• [Task directions]: From the listing, collect all lines containing the word "value".

• [The data]:

//! Output management and formatting.

use std::io::{self, IsTerminal};

use console::Term;
use owo_colors::OwoColorize;
use serde::Serialize;

use crate::cli::global::{GlobalArgs, OutputFormat};
use crate::config::AppConfig;

/// Manages CLI output based on configuration.
pub struct OutputManager {
    resolved_format: OutputFormat,
    quiet: bool,
    no_color: bool,
    term: Term,
}

impl OutputManager {
    /// Build an `OutputManager` from parsed CLI flags and loaded config.
    pub fn new(args: &GlobalArgs, config: &AppConfig) -> Self {
        let requested = match args.output_format {
            OutputFormat::Auto => parse_format(&config.output.format),
            explicit => explicit,
        };

        // Resolve Auto → Human (TTY) or Plain (piped/redirected).
        let resolved_format = if requested == OutputFormat::Auto {
            if io::stdout().is_terminal() {
                OutputFormat::Human
            } else {
                OutputFormat::Plain
            }
        } else {
            requested
        };

        Self {
            resolved_format,
            quiet: args.quiet,
            no_color: args.no_color
                || config.output.no_color
                || resolved_format != OutputFormat::Human,
            term: Term::stdout(),
        }
    }

    /// Human-oriented lines are dropped in quiet and JSON mode.
    fn silent(&self) -> bool {
        self.quiet || self.resolved_format == OutputFormat::Json
    }

    // ── Public write methods ───────────────────────────────────────────────

    /// Generic message; suppressed in quiet mode.
    pub fn print(&self, msg: &str) -> io::Result<()> {
        if self.silent() {
            return Ok(());
        }
        self.term.write_line(msg)
    }

    /// Success indicator: `✓ <msg>`.
    pub fn success(&self, msg: &str) -> io::Result<()> {
        if self.silent() {
            return Ok(());
        }
        let line = if self.no_color {
            format!("\u{2713} {msg}") // ✓
        } else {
            format!("{} {}", "\u{2713}".green().bold(), msg.green())
        };
        self.term.write_line(&line)
    }

    /// Warning indicator: `⚠ <msg>`.
    pub fn warning(&self, msg: &str) -> io::Result<()> {
        if self.silent() {
            return Ok(());
        }
        let line = if self.no_color {
            format!("\u{26a0} {msg}") // ⚠
        } else {
            format!("{} {}", "\u{26a0}".yellow().bold(), msg.yellow())
        };
        self.term.write_line(&line)
    }

    /// Informational indicator: `ℹ <msg>`.
    pub fn info(&self, msg: &str) -> io::Result<()> {
        if self.silent() {
            return Ok(());
        }
        let line = if self.no_color {
            format!("\u{2139} {msg}") // ℹ
        } else {
            format!("{} {}", "\u{2139}".blue().bold(), msg.blue())
        };
        self.term.write_line(&line)
    }

    /// Bold cyan header line.
    pub fn header(&self, text: &str) -> io::Result<()> {
        if self.silent() {
            return Ok(());
        }
        let line = if self.no_color {
            text.to_owned()
        } else {
            text.cyan().bold().to_string()
        };
        self.term.write_line(&line)
    }

    /// Pretty-printed JSON document. Written even in quiet mode; it is the
    /// command's result, not commentary.
    pub fn json<T: Serialize>(&self, value: &T) -> io::Result<()> {
        let text = serde_json::to_string_pretty(value).map_err(io::Error::other)?;
        self.term.write_line(&text)
    }

    // ── Accessors ─────────────────────────────────────────────────────────

    /// `true` if ANSI colours are enabled.
    pub fn supports_color(&self) -> bool {
        !self.no_color
    }

    /// `true` if quiet mode suppresses most output.
    pub fn is_quiet(&self) -> bool {
        self.quiet
    }

    /// `true` when results should be emitted as JSON.
    pub fn is_json(&self) -> bool {
        self.resolved_format == OutputFormat::Json
    }

    /// The resolved (non-Auto) output format.
    pub fn format(&self) -> OutputFormat {
        self.resolved_format
    }
}

/// `output.format` from config; anything unrecognised means auto.
fn parse_format(value: &str) -> OutputFormat {
    match value.trim().to_ascii_lowercase().as_str() {
        "human" => OutputFormat::Human,
        "plain" => OutputFormat::Plain,
        "json" => OutputFormat::Json,
        _ => OutputFormat::Auto,
    }
}

// ── tests ─────────────────────────────────────────────────────────────────────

• [Result below]:
    pub fn json<T: Serialize>(&self, value: &T) -> io::Result<()> {
        let text = serde_json::to_string_pretty(value).map_err(io::Error::other)?;
fn parse_format(value: &str) -> OutputFormat {
    match value.trim().to_ascii_lowercase().as_str() {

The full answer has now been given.